Feature-length animated SF appeared in Western and Eastern Europe in the 1970s and 1980s, often in close connection with the tectonic shifts of art comics and the new wave of surrealism. Métal hurlant magazine will receive Gerald Potterton’s Heavy Metal (1981), and Moebius himself will collaborate with Rene Laloux on The Masters of Time in Hungary. Back in 1973, Laloux made perhaps the crucial feature-length animated SF Fantastic / Wild Planet with Roland Topor, a French surrealist of Polish-Jewish roots, in Czechoslovakia, where Vukotić and Švankmajer later worked on his Visitors from the Galaxy. Laloux, the author of several short animated films, would later make Gandahar (1987) with another comic author, Philippe Cazaumayoum Caza.

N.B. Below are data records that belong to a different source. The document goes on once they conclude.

pub mod defs;
pub mod registry;

use std::fmt::{self, Debug, Display, Formatter};
use std::sync::Arc;

use gridbase_schema::FormulaType;
use itertools::Itertools;
use smallvec::SmallVec;

use crate::ast::node::{Args, TypedExpression};
use crate::codegen::{CodegenContext, TargetExpression};

pub use registry::FunctionRegistry;

/// A function callable from a formula. Implementations describe their arity
/// and argument types, compute the result type from typed arguments and lower
/// a typed call to a storage-level expression.
pub trait FunctionDef: Debug + Send + Sync {
    /// Unique case insensitive name users call this function with.
    fn name(&self) -> &'static str;

    fn num_args(&self) -> ArgCount;

    /// Acceptable type classes for the argument at `index`. May depend on the
    /// types of the other arguments (e.g. `add` requires both sides to be of
    /// the same class). An empty spec means no type is usable at this position.
    fn arg_types(&self, index: usize, arg_types: &[&FormulaType]) -> ArgSpec;

    /// Collapses a many expression down to a single value.
    fn aggregate(&self) -> bool {
        false
    }

    /// Only callable by the typing system itself, never by users.
    fn internal(&self) -> bool {
        false
    }

    /// The operator symbol when this function backs a binary operator.
    fn operator(&self) -> Option<&'static str> {
        None
    }

    /// Produces multiple values per row.
    fn many(&self) -> bool {
        false
    }

    /// Marks its result as a filtered input for the enclosing aggregate.
    fn marks_pending_filter(&self) -> bool {
        false
    }

    /// Result type, given arguments that already passed the arg type check.
    fn return_type(&self, args: &[TypedExpression]) -> FormulaType;

    fn to_target(&self, call: &TypedExpression, ctx: &mut CodegenContext) -> TargetExpression;

    /// How the function is referred to in error messages.
    fn description(&self) -> String {
        match self.operator() {
            Some(symbol) => format!("operator {}", symbol),
            None => format!("function {}", self.name()),
        }
    }
}

#[derive(PartialEq, Eq, Debug, Clone, Copy)]
pub enum ArgCount {
    Exact(usize),
    AtLeast(usize),
    Range { min: usize, max: usize },
}

impl ArgCount {
    pub fn test(&self, num_args: usize) -> bool {
        match self {
            ArgCount::Exact(n) => num_args == *n,
            ArgCount::AtLeast(n) => num_args >= *n,
            ArgCount::Range { min, max } => (*min..=*max).contains(&num_args),
        }
    }
}

impl Display for ArgCount {
    fn fmt(&self, f: &mut Formatter<'_>) -> Result<(), fmt::Error> {
        match self {
            ArgCount::Exact(n) => write!(f, "exactly {} arguments", n),
            ArgCount::AtLeast(n) => write!(f, "at least {} arguments", n),
            ArgCount::Range { min, max } => {
                write!(f, "between {} and {} arguments", min, max)
            }
        }
    }
}

/// Coarse classification of [`FormulaType`]s used by argument checks.
#[derive(PartialEq, Eq, Debug, Clone, Copy)]
pub enum TypeClass {
    Text,
    Number,
    Boolean,
    Date,
    SingleSelect,
    Array,
    Any,
}

pub type ArgSpec = SmallVec<[TypeClass; 3]>;

impl TypeClass {
    pub fn of(ty: &FormulaType) -> Option<TypeClass> {
        match ty {
            FormulaType::Invalid { .. } => None,
            FormulaType::Text => Some(TypeClass::Text),
            FormulaType::Number { .. } => Some(TypeClass::Number),
            FormulaType::Boolean => Some(TypeClass::Boolean),
            FormulaType::Date { .. } => Some(TypeClass::Date),
            FormulaType::SingleSelect => Some(TypeClass::SingleSelect),
            FormulaType::Array { .. } => Some(TypeClass::Array),
        }
    }

    pub fn matches(&self, ty: &FormulaType) -> bool {
        match self {
            TypeClass::Any => !ty.is_invalid(),
            class => TypeClass::of(ty) == Some(*class),
        }
    }

    pub fn name(&self) -> &'static str {
        match self {
            TypeClass::Text => "text",
            TypeClass::Number => "number",
            TypeClass::Boolean => "boolean",
            TypeClass::Date => "date",
            TypeClass::SingleSelect => "single_select",
            TypeClass::Array => "array",
            TypeClass::Any => "any",
        }
    }
}

/// Types a function call whose arguments are already typed. Invalid argument
/// types infect the call, otherwise each argument is checked against the
/// definition's acceptable classes and the result type is computed. Aggregate
/// calls wrap themselves in the internal `subquery` function.
pub fn type_call(
    def: Arc<dyn FunctionDef>,
    typed_args: Args<FormulaType>,
    registry: &FunctionRegistry,
) -> TypedExpression {
    let all_types: Vec<&FormulaType> = typed_args.iter().map(|arg| &arg.ty).collect();
    let mut invalid_messages: Vec<String> = Vec::new();

    for (i, arg) in typed_args.iter().enumerate() {
        if let Some(error) = arg.ty.error() {
            invalid_messages.push(error.to_string());
            continue;
        }

        let spec = def.arg_types(i, &all_types);
        if let Err(message) = check_arg_type(def.as_ref(), i, &arg.ty, &spec) {
            invalid_messages.push(message);
        }
    }

    if !invalid_messages.is_empty() {
        let message = invalid_messages.iter().join(", ");
        return TypedExpression::call_with_type(def, typed_args, FormulaType::invalid(message));
    }

    let ty = def.return_type(&typed_args);
    let mut call = TypedExpression::call_with_type(Arc::clone(&def), typed_args, ty);
    call.pending_aggregate_filter = def.marks_pending_filter();

    if def.aggregate() && def.name() != registry.subquery().name() {
        let subquery = registry.subquery();
        let ty = subquery.return_type(std::slice::from_ref(&call));
        TypedExpression::call_with_type(subquery, vec![call], ty)
    } else {
        call
    }
}

fn check_arg_type(
    def: &dyn FunctionDef,
    index: usize,
    ty: &FormulaType,
    spec: &ArgSpec,
) -> Result<(), String> {
    let mut valid_type_names = Vec::with_capacity(spec.len());

    for class in spec {
        if class.matches(ty) {
            return Ok(());
        }
        valid_type_names.push(class.name());
    }

    let postfix = match valid_type_names.len() {
        0 => "there are no possible types usable here".to_string(),
        1 => format!(
            "the only usable type for this argument is {}",
            valid_type_names[0]
        ),
        _ => format!(
            "the only usable types for this argument are {}",
            valid_type_names.join(",")
        ),
    };

    Err(format!(
        "argument number {} given to {} was of type {} but {}",
        index + 1,
        def.description(),
        ty.name(),
        postfix
    ))
}
impl<'a> Parser<'a> {
    pub fn new(tokens: &'a [Token], max_depth: usize) -> Self {
        Self {
            tokens: tokens
                .iter()
                .filter(|token| !matches!(token.kind, TokenKind::Comment(_)))
                .collect::<Vec<_>>()
                .into_iter()
                .peekable(),
            last_position: Position::default(),
            depth: 0,
            max_depth,
        }
    }

    pub fn parse(&mut self) -> Result<SyntaxNode, ParseError> {
        let node = self.parse_expr()?;

        match self.tokens.next() {
            Some(token) if token.is_eof() => Ok(node),
            Some(token) => Err(ParseError::UnexpectedToken(token.clone())),
            None => Ok(node),
        }
    }

    fn parse_expr(&mut self) -> Result<SyntaxNode, ParseError> {
        let lhs = self.parse_primary_expr()?;
        self.parse_binary_op(1, lhs)
    }

    #[inline(always)]
    fn binary_operator(kind: &TokenKind) -> Option<BinaryOperator> {
        match kind {
            TokenKind::Equal => Some(BinaryOperator::Equal),
            TokenKind::NeEq => Some(BinaryOperator::NotEqual),
            TokenKind::Gt => Some(BinaryOperator::GreaterThan),
            TokenKind::Gte => Some(BinaryOperator::GreaterThanOrEqual),
            TokenKind::Lt => Some(BinaryOperator::LessThan),
            TokenKind::Lte => Some(BinaryOperator::LessThanOrEqual),
            TokenKind::Plus => Some(BinaryOperator::Add),
            TokenKind::Minus => Some(BinaryOperator::Minus),
            TokenKind::Star => Some(BinaryOperator::Multiply),
            TokenKind::Slash => Some(BinaryOperator::Divide),
            _ => None,
        }
    }

    #[inline(always)]
    fn binary_op_precedence(op: BinaryOperator) -> u8 {
        match op {
            BinaryOperator::Equal | BinaryOperator::NotEqual => 1,
            BinaryOperator::GreaterThan
            | BinaryOperator::GreaterThanOrEqual
            | BinaryOperator::LessThan
            | BinaryOperator::LessThanOrEqual => 2,
            BinaryOperator::Add | BinaryOperator::Minus => 3,
            BinaryOperator::Multiply | BinaryOperator::Divide => 4,
        }
    }

    fn parse_binary_op(
        &mut self,
        min_prec: u8,
        mut lhs: SyntaxNode,
    ) -> Result<SyntaxNode, ParseError> {
        while let Some(token) = self.tokens.peek() {
            let op = match Self::binary_operator(&token.kind) {
                Some(op) => op,
                None => break,
            };
            let prec = Self::binary_op_precedence(op);

            if prec < min_prec {
                break;
            }

            self.next_token()?;
            let mut rhs = self.parse_primary_expr()?;

            loop {
                let next_prec = self
                    .tokens
                    .peek()
                    .and_then(|token| Self::binary_operator(&token.kind))
                    .map(Self::binary_op_precedence)
                    .unwrap_or(0);

                if next_prec > prec {
                    rhs = self.parse_binary_op(next_prec, rhs)?;
                } else {
                    break;
                }
            }

            let range = Range {
                start: lhs.range.start.clone(),
                end: rhs.range.end.clone(),
            };
            lhs = SyntaxNode {
                range,
                kind: SyntaxKind::BinaryOp {
                    op,
                    left: Box::new(lhs),
                    right: Box::new(rhs),
                },
            };
        }

        Ok(lhs)
    }

    fn parse_primary_expr(&mut self) -> Result<SyntaxNode, ParseError> {
        let token = self.next_token()?;

        match &token.kind {
            TokenKind::StringLiteral(s) => Ok(SyntaxNode {
                range: token.range.clone(),
                kind: SyntaxKind::StringLiteral(s.clone()),
            }),
            TokenKind::IntLiteral(i) => Ok(SyntaxNode {
                range: token.range.clone(),
                kind: SyntaxKind::IntegerLiteral(*i),
            }),
            TokenKind::DecimalLiteral(n, scale) => Ok(SyntaxNode {
                range: token.range.clone(),
                kind: SyntaxKind::DecimalLiteral {
                    value: *n,
                    scale: *scale,
                },
            }),
            TokenKind::BoolLiteral(b) => Ok(SyntaxNode {
                range: token.range.clone(),
                kind: SyntaxKind::BooleanLiteral(*b),
            }),
            TokenKind::Minus => self.parse_negative_literal(token),
            TokenKind::LParen => {
                self.enter_nested()?;
                let inner = self.parse_expr()?;
                let close = self.next_token()?;
                self.depth -= 1;

                if matches!(close.kind, TokenKind::RParen) {
                    Ok(SyntaxNode {
                        range: Range {
                            start: token.range.start.clone(),
                            end: close.range.end.clone(),
                        },
                        kind: SyntaxKind::Parenthesized(Box::new(inner)),
                    })
                } else {
                    Err(ParseError::ExpectedClosingParen(close.clone()))
                }
            }
            TokenKind::Ident(name) if name.eq_ignore_ascii_case("field") => {
                self.parse_field_reference(token)
            }
            TokenKind::Ident(name) if name.eq_ignore_ascii_case("lookup") => {
                self.parse_lookup_reference(token)
            }
            TokenKind::Ident(name) if name.eq_ignore_ascii_case("field_by_id") => {
                self.parse_field_by_id_reference(token)
            }
            TokenKind::Ident(name) => self.parse_function_call(token, name.clone()),
            TokenKind::Eof => Err(ParseError::UnexpectedEOFDetected(token.range.start.clone())),
            _ => Err(ParseError::UnexpectedToken(token.clone())),
        }
    }

    fn parse_negative_literal(&mut self, minus: &'a Token) -> Result<SyntaxNode, ParseError> {
        let token = self.next_token()?;
        let range = Range {
            start: minus.range.start.clone(),
            end: token.range.end.clone(),
        };

        match &token.kind {
            TokenKind::IntLiteral(i) => Ok(SyntaxNode {
                range,
                kind: SyntaxKind::IntegerLiteral(-i),
            }),
            TokenKind::DecimalLiteral(n, scale) => Ok(SyntaxNode {
                range,
                kind: SyntaxKind::DecimalLiteral {
                    value: Number::new(-n.value()),
                    scale: *scale,
                },
            }),
            _ => Err(ParseError::UnexpectedToken(token.clone())),
        }
    }

    fn parse_field_reference(&mut self, ident: &'a Token) -> Result<SyntaxNode, ParseError> {
        self.expect_l_paren()?;
        let name = self.expect_string_literal()?;
        let close = self.expect_r_paren()?;

        Ok(SyntaxNode {
            range: Range {
                start: ident.range.start.clone(),
                end: close.range.end.clone(),
            },
            kind: SyntaxKind::FieldReference(name),
        })
    }

    fn parse_lookup_reference(&mut self, ident: &'a Token) -> Result<SyntaxNode, ParseError> {
        self.expect_l_paren()?;
        let through = self.expect_string_literal()?;
        self.expect_comma()?;
        let target = self.expect_string_literal()?;
        let close = self.expect_r_paren()?;

        Ok(SyntaxNode {
            range: Range {
                start: ident.range.start.clone(),
                end: close.range.end.clone(),
            },
            kind: SyntaxKind::LookupReference { through, target },
        })
    }

    fn parse_field_by_id_reference(&mut self, ident: &'a Token) -> Result<SyntaxNode, ParseError> {
        self.expect_l_paren()?;
        let token = self.next_token()?;
        let id = match &token.kind {
            TokenKind::IntLiteral(i) => *i,
            _ => return Err(ParseError::UnexpectedToken(token.clone())),
        };
        let close = self.expect_r_paren()?;

        Ok(SyntaxNode {
            range: Range {
                start: ident.range.start.clone(),
                end: close.range.end.clone(),
            },
            kind: SyntaxKind::FieldByIdReference(id),
        })
    }

    fn parse_function_call(
        &mut self,
        ident: &'a Token,
        name: SmolStr,
    ) -> Result<SyntaxNode, ParseError> {
        self.expect_l_paren()?;
        self.enter_nested()?;

        let mut args = Vec::new();
        let close = loop {
            if let Some(token) = self.tokens.peek() {
                if matches!(token.kind, TokenKind::RParen) && args.is_empty() {
                    break self.next_token()?;
                }
            }

            args.push(self.parse_expr()?);

            let token = self.next_token()?;
            match &token.kind {
                TokenKind::Comma => continue,
                TokenKind::RParen => break token,
                _ => return Err(ParseError::ExpectedClosingParen(token.clone())),
            }
        };
        self.depth -= 1;

        Ok(SyntaxNode {
            range: Range {
                start: ident.range.start.clone(),
                end: close.range.end.clone(),
            },
            kind: SyntaxKind::FunctionCall { name, args },
        })
    }

    fn next_token(&mut self) -> Result<&'a Token, ParseError> {
        match self.tokens.next() {
            Some(token) => {
                self.last_position = token.range.end.clone();
                Ok(token)
            }
            None => Err(ParseError::UnexpectedEOFDetected(self.last_position.clone())),
        }
    }

    fn enter_nested(&mut self) -> Result<(), ParseError> {
        self.depth += 1;

        if self.depth > self.max_depth {
            Err(ParseError::FormulaTooLarge)
        } else {
            Ok(())
        }
    }

    fn expect_l_paren(&mut self) -> Result<&'a Token, ParseError> {
        let token = self.next_token()?;
        if matches!(token.kind, TokenKind::LParen) {
            Ok(token)
        } else {
            Err(ParseError::UnexpectedToken(token.clone()))
        }
    }

    fn expect_r_paren(&mut self) -> Result<&'a Token, ParseError> {
        let token = self.next_token()?;
        if matches!(token.kind, TokenKind::RParen) {
            Ok(token)
        } else {
            Err(ParseError::ExpectedClosingParen(token.clone()))
        }
    }

    fn expect_comma(&mut self) -> Result<&'a Token, ParseError> {
        let token = self.next_token()?;
        if matches!(token.kind, TokenKind::Comma) {
            Ok(token)
        } else {
            Err(ParseError::UnexpectedToken(token.clone()))
        }
    }

    fn expect_string_literal(&mut self) -> Result<SmolStr, ParseError> {
        let token = self.next_token()?;
        match &token.kind {
            TokenKind::StringLiteral(s) => Ok(SmolStr::new(s)),
            _ => Err(ParseError::UnexpectedToken(token.clone())),
        }
    }
}
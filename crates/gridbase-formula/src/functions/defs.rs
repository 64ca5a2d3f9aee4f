use gridbase_schema::{FormulaType, NUMBER_MAX_DECIMAL_PLACES};
use smallvec::smallvec;

use crate::ast::node::{ExprKind, TypedExpression};
use crate::codegen::{CodegenContext, TargetExpression, generate};

use super::{ArgCount, ArgSpec, FunctionDef, TypeClass};

type ArgTypesFn = fn(usize, &[&FormulaType]) -> ArgSpec;
type ReturnFn = fn(&[TypedExpression]) -> FormulaType;

/// How a builtin lowers to a [`TargetExpression`].
#[derive(Debug, Clone)]
pub(crate) enum TargetKind {
    /// Plain call or infix operator in the storage expression.
    Call(&'static str),
    /// Aggregate call, extracting a `filter(...)` argument into a FILTER
    /// clause.
    Aggregate(&'static str),
    /// Subquery boundary isolating the joins generated below it.
    Subquery,
    /// Relation traversal, evaluates its target against the joined table.
    JoinLookup,
    /// Lowers to its first argument, the rest is consumed elsewhere.
    PassThrough,
}

#[derive(Debug)]
pub(crate) struct Builtin {
    pub name: &'static str,
    pub num_args: ArgCount,
    pub arg_types: ArgTypesFn,
    pub return_type: ReturnFn,
    pub aggregate: bool,
    pub internal: bool,
    pub operator: Option<&'static str>,
    pub many: bool,
    pub marks_pending_filter: bool,
    pub target: TargetKind,
}

impl Builtin {
    fn function(
        name: &'static str,
        num_args: ArgCount,
        arg_types: ArgTypesFn,
        return_type: ReturnFn,
        target: TargetKind,
    ) -> Self {
        Self {
            name,
            num_args,
            arg_types,
            return_type,
            aggregate: false,
            internal: false,
            operator: None,
            many: false,
            marks_pending_filter: false,
            target,
        }
    }

    fn binary_operator(
        name: &'static str,
        symbol: &'static str,
        arg_types: ArgTypesFn,
        return_type: ReturnFn,
        target: TargetKind,
    ) -> Self {
        Self {
            operator: Some(symbol),
            ..Self::function(name, ArgCount::Exact(2), arg_types, return_type, target)
        }
    }

    fn aggregate(
        name: &'static str,
        arg_types: ArgTypesFn,
        return_type: ReturnFn,
        op: &'static str,
    ) -> Self {
        Self {
            aggregate: true,
            ..Self::function(
                name,
                ArgCount::Exact(1),
                arg_types,
                return_type,
                TargetKind::Aggregate(op),
            )
        }
    }
}

impl FunctionDef for Builtin {
    fn name(&self) -> &'static str {
        self.name
    }

    fn num_args(&self) -> ArgCount {
        self.num_args
    }

    fn arg_types(&self, index: usize, arg_types: &[&FormulaType]) -> ArgSpec {
        (self.arg_types)(index, arg_types)
    }

    fn aggregate(&self) -> bool {
        self.aggregate
    }

    fn internal(&self) -> bool {
        self.internal
    }

    fn operator(&self) -> Option<&'static str> {
        self.operator
    }

    fn many(&self) -> bool {
        self.many
    }

    fn marks_pending_filter(&self) -> bool {
        self.marks_pending_filter
    }

    fn return_type(&self, args: &[TypedExpression]) -> FormulaType {
        (self.return_type)(args)
    }

    fn to_target(&self, call: &TypedExpression, ctx: &mut CodegenContext) -> TargetExpression {
        let args = call_args(call);

        match &self.target {
            TargetKind::Call(op) => TargetExpression::Call {
                op: (*op).into(),
                args: args.iter().map(|arg| generate(arg, ctx)).collect(),
            },
            TargetKind::Aggregate(op) => {
                let (arg, filter) = match &args[0].kind {
                    ExprKind::FunctionCall { def, args: inner } if def.marks_pending_filter() => (
                        generate(&inner[0], ctx),
                        Some(Box::new(generate(&inner[1], ctx))),
                    ),
                    _ => (generate(&args[0], ctx), None),
                };

                TargetExpression::Aggregate {
                    op: (*op).into(),
                    arg: Box::new(arg),
                    filter,
                }
            }
            TargetKind::Subquery => {
                let outer = std::mem::take(ctx.joins_mut());
                let expr = generate(&args[0], ctx);
                let joins = std::mem::replace(ctx.joins_mut(), outer);

                TargetExpression::Subquery {
                    expr: Box::new(expr),
                    joins,
                }
            }
            TargetKind::JoinLookup => {
                let join = call
                    .pending_joins
                    .first()
                    .expect("join_lookup call always carries its own pending join");
                let (path, alias) = ctx.register_join(join);

                ctx.push_relation(path, alias, join.join_table);
                let target = generate(&args[1], ctx);
                ctx.pop_relation();

                target
            }
            TargetKind::PassThrough => generate(&args[0], ctx),
        }
    }
}

fn call_args(call: &TypedExpression) -> &[TypedExpression] {
    match &call.kind {
        ExprKind::FunctionCall { args, .. } => args,
        _ => unreachable!(),
    }
}

fn any_arg(_: usize, _: &[&FormulaType]) -> ArgSpec {
    smallvec![TypeClass::Any]
}

fn text_arg(_: usize, _: &[&FormulaType]) -> ArgSpec {
    smallvec![TypeClass::Text]
}

fn number_arg(_: usize, _: &[&FormulaType]) -> ArgSpec {
    smallvec![TypeClass::Number]
}

fn boolean_arg(_: usize, _: &[&FormulaType]) -> ArgSpec {
    smallvec![TypeClass::Boolean]
}

fn no_args(_: usize, _: &[&FormulaType]) -> ArgSpec {
    ArgSpec::new()
}

/// `add` accepts numbers or text, and the second argument must be of the same
/// class as the first.
fn add_args(index: usize, arg_types: &[&FormulaType]) -> ArgSpec {
    if index == 0 {
        return smallvec![TypeClass::Number, TypeClass::Text];
    }

    match arg_types.first().and_then(|ty| TypeClass::of(ty)) {
        Some(class) => smallvec![class],
        None => smallvec![TypeClass::Number, TypeClass::Text],
    }
}

fn same_class_args(index: usize, arg_types: &[&FormulaType]) -> ArgSpec {
    if index == 0 {
        return smallvec![TypeClass::Any];
    }

    match arg_types.first().and_then(|ty| TypeClass::of(ty)) {
        Some(class) => smallvec![class],
        None => smallvec![TypeClass::Any],
    }
}

fn ordered_args(index: usize, arg_types: &[&FormulaType]) -> ArgSpec {
    if index == 0 {
        return smallvec![TypeClass::Number, TypeClass::Date];
    }

    match arg_types.first().and_then(|ty| TypeClass::of(ty)) {
        Some(class) => smallvec![class],
        None => smallvec![TypeClass::Number, TypeClass::Date],
    }
}

fn if_args(index: usize, _: &[&FormulaType]) -> ArgSpec {
    if index == 0 {
        smallvec![TypeClass::Boolean]
    } else {
        smallvec![TypeClass::Any]
    }
}

fn filter_args(index: usize, _: &[&FormulaType]) -> ArgSpec {
    if index == 0 {
        smallvec![TypeClass::Any]
    } else {
        smallvec![TypeClass::Boolean]
    }
}

fn join_lookup_args(index: usize, _: &[&FormulaType]) -> ArgSpec {
    if index == 0 {
        smallvec![TypeClass::Text]
    } else {
        smallvec![TypeClass::Any]
    }
}

fn decimal_places(ty: &FormulaType) -> u8 {
    match ty {
        FormulaType::Number { decimal_places } => *decimal_places,
        _ => 0,
    }
}

fn text_return(_: &[TypedExpression]) -> FormulaType {
    FormulaType::Text
}

fn boolean_return(_: &[TypedExpression]) -> FormulaType {
    FormulaType::Boolean
}

fn integer_return(_: &[TypedExpression]) -> FormulaType {
    FormulaType::Number { decimal_places: 0 }
}

fn max_decimal_places_return(args: &[TypedExpression]) -> FormulaType {
    FormulaType::Number {
        decimal_places: args
            .iter()
            .map(|arg| decimal_places(&arg.ty))
            .max()
            .unwrap_or(0),
    }
}

fn add_return(args: &[TypedExpression]) -> FormulaType {
    if matches!(args[0].ty, FormulaType::Text) {
        FormulaType::Text
    } else {
        max_decimal_places_return(args)
    }
}

fn max_precision_return(_: &[TypedExpression]) -> FormulaType {
    FormulaType::Number {
        decimal_places: NUMBER_MAX_DECIMAL_PLACES,
    }
}

fn first_arg_return(args: &[TypedExpression]) -> FormulaType {
    args[0].ty.clone()
}

fn second_arg_return(args: &[TypedExpression]) -> FormulaType {
    args[1].ty.clone()
}

/// Both branches of the same class keep that class (numbers widen to the
/// larger scale), otherwise the result degrades to text.
fn if_return(args: &[TypedExpression]) -> FormulaType {
    let then_ty = &args[1].ty;
    let else_ty = &args[2].ty;

    if TypeClass::of(then_ty) != TypeClass::of(else_ty) {
        return FormulaType::Text;
    }

    match (then_ty, else_ty) {
        (FormulaType::Number { decimal_places: a }, FormulaType::Number { decimal_places: b }) => {
            FormulaType::Number {
                decimal_places: (*a).max(*b),
            }
        }
        _ => then_ty.clone(),
    }
}

fn now_return(_: &[TypedExpression]) -> FormulaType {
    FormulaType::Date { include_time: true }
}

fn today_return(_: &[TypedExpression]) -> FormulaType {
    FormulaType::Date {
        include_time: false,
    }
}

pub(crate) fn builtins() -> Vec<Builtin> {
    vec![
        Builtin::binary_operator("add", "+", add_args, add_return, TargetKind::Call("+")),
        Builtin::binary_operator(
            "minus",
            "-",
            number_arg,
            max_decimal_places_return,
            TargetKind::Call("-"),
        ),
        Builtin::binary_operator(
            "multiply",
            "*",
            number_arg,
            max_decimal_places_return,
            TargetKind::Call("*"),
        ),
        Builtin::binary_operator(
            "divide",
            "/",
            number_arg,
            max_precision_return,
            TargetKind::Call("/"),
        ),
        Builtin::binary_operator(
            "equal",
            "=",
            same_class_args,
            boolean_return,
            TargetKind::Call("="),
        ),
        Builtin::binary_operator(
            "not_equal",
            "!=",
            same_class_args,
            boolean_return,
            TargetKind::Call("!="),
        ),
        Builtin::binary_operator(
            "greater_than",
            ">",
            ordered_args,
            boolean_return,
            TargetKind::Call(">"),
        ),
        Builtin::binary_operator(
            "greater_than_or_equal",
            ">=",
            ordered_args,
            boolean_return,
            TargetKind::Call(">="),
        ),
        Builtin::binary_operator(
            "less_than",
            "<",
            ordered_args,
            boolean_return,
            TargetKind::Call("<"),
        ),
        Builtin::binary_operator(
            "less_than_or_equal",
            "<=",
            ordered_args,
            boolean_return,
            TargetKind::Call("<="),
        ),
        Builtin::function(
            "and",
            ArgCount::Exact(2),
            boolean_arg,
            boolean_return,
            TargetKind::Call("AND"),
        ),
        Builtin::function(
            "or",
            ArgCount::Exact(2),
            boolean_arg,
            boolean_return,
            TargetKind::Call("OR"),
        ),
        Builtin::function(
            "not",
            ArgCount::Exact(1),
            boolean_arg,
            boolean_return,
            TargetKind::Call("NOT"),
        ),
        Builtin::function(
            "if",
            ArgCount::Exact(3),
            if_args,
            if_return,
            TargetKind::Call("IF"),
        ),
        Builtin::function(
            "concat",
            ArgCount::AtLeast(2),
            any_arg,
            text_return,
            TargetKind::Call("CONCAT"),
        ),
        Builtin::function(
            "upper",
            ArgCount::Exact(1),
            text_arg,
            text_return,
            TargetKind::Call("UPPER"),
        ),
        Builtin::function(
            "lower",
            ArgCount::Exact(1),
            text_arg,
            text_return,
            TargetKind::Call("LOWER"),
        ),
        Builtin::function(
            "length",
            ArgCount::Exact(1),
            text_arg,
            integer_return,
            TargetKind::Call("LENGTH"),
        ),
        Builtin::function(
            "contains",
            ArgCount::Exact(2),
            text_arg,
            boolean_return,
            TargetKind::Call("CONTAINS"),
        ),
        Builtin::function(
            "totext",
            ArgCount::Exact(1),
            any_arg,
            text_return,
            TargetKind::Call("TO_TEXT"),
        ),
        Builtin::function(
            "abs",
            ArgCount::Exact(1),
            number_arg,
            first_arg_return,
            TargetKind::Call("ABS"),
        ),
        Builtin::function(
            "isblank",
            ArgCount::Exact(1),
            any_arg,
            boolean_return,
            TargetKind::Call("IS_BLANK"),
        ),
        Builtin::function(
            "now",
            ArgCount::Exact(0),
            no_args,
            now_return,
            TargetKind::Call("NOW"),
        ),
        Builtin::function(
            "today",
            ArgCount::Exact(0),
            no_args,
            today_return,
            TargetKind::Call("TODAY"),
        ),
        Builtin::aggregate("sum", number_arg, first_arg_return, "SUM"),
        Builtin::aggregate("min", number_arg, first_arg_return, "MIN"),
        Builtin::aggregate("max", number_arg, first_arg_return, "MAX"),
        Builtin::aggregate("avg", number_arg, max_precision_return, "AVG"),
        Builtin::aggregate("count", any_arg, integer_return, "COUNT"),
        Builtin {
            marks_pending_filter: true,
            ..Builtin::function(
                "filter",
                ArgCount::Exact(2),
                filter_args,
                first_arg_return,
                TargetKind::PassThrough,
            )
        },
        Builtin {
            internal: true,
            ..Builtin::function(
                "subquery",
                ArgCount::Exact(1),
                any_arg,
                first_arg_return,
                TargetKind::Subquery,
            )
        },
        Builtin {
            internal: true,
            many: true,
            ..Builtin::function(
                "join_lookup",
                ArgCount::Exact(2),
                join_lookup_args,
                second_arg_return,
                TargetKind::JoinLookup,
            )
        },
    ]
}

Nowhere, however, has the historical connection between animated film and science fiction been as strong as in Japan, the land of Gojira. The animated SF series Astro Boy (1963-66) by Osamu Tezuka, based on the master’s manga, became the origin of Japanese anime, whose most famous artist Hayao Miyazaki himself reached for speculative fiction. In the 1980s, feature-length animated film rose to the forefront of all cinematic science fiction thanks to Akira (1988) by Katsuhiro Ôtomo, who would deal intensively with the genre in his later works. It is a specific moment in the history of SF in which its film component simultaneously, and in some aspects even before the literary one, is included in the creation of the cyberpunk subgenre. Masamune Shirow’s Ghost in the Shell manga, adapted for the screen in 1995 by Mamoru Oshii, also originates from this period. The iconic film Ghost in the Shell, which will go on to have a decisive influence on later cyberpunk (e.g. The Matrix and its animated anthology sequel Animatrix), will be screened on Sunday 6/11 at the Tuškanac Summer Stage at 21:30 (“SF 7”).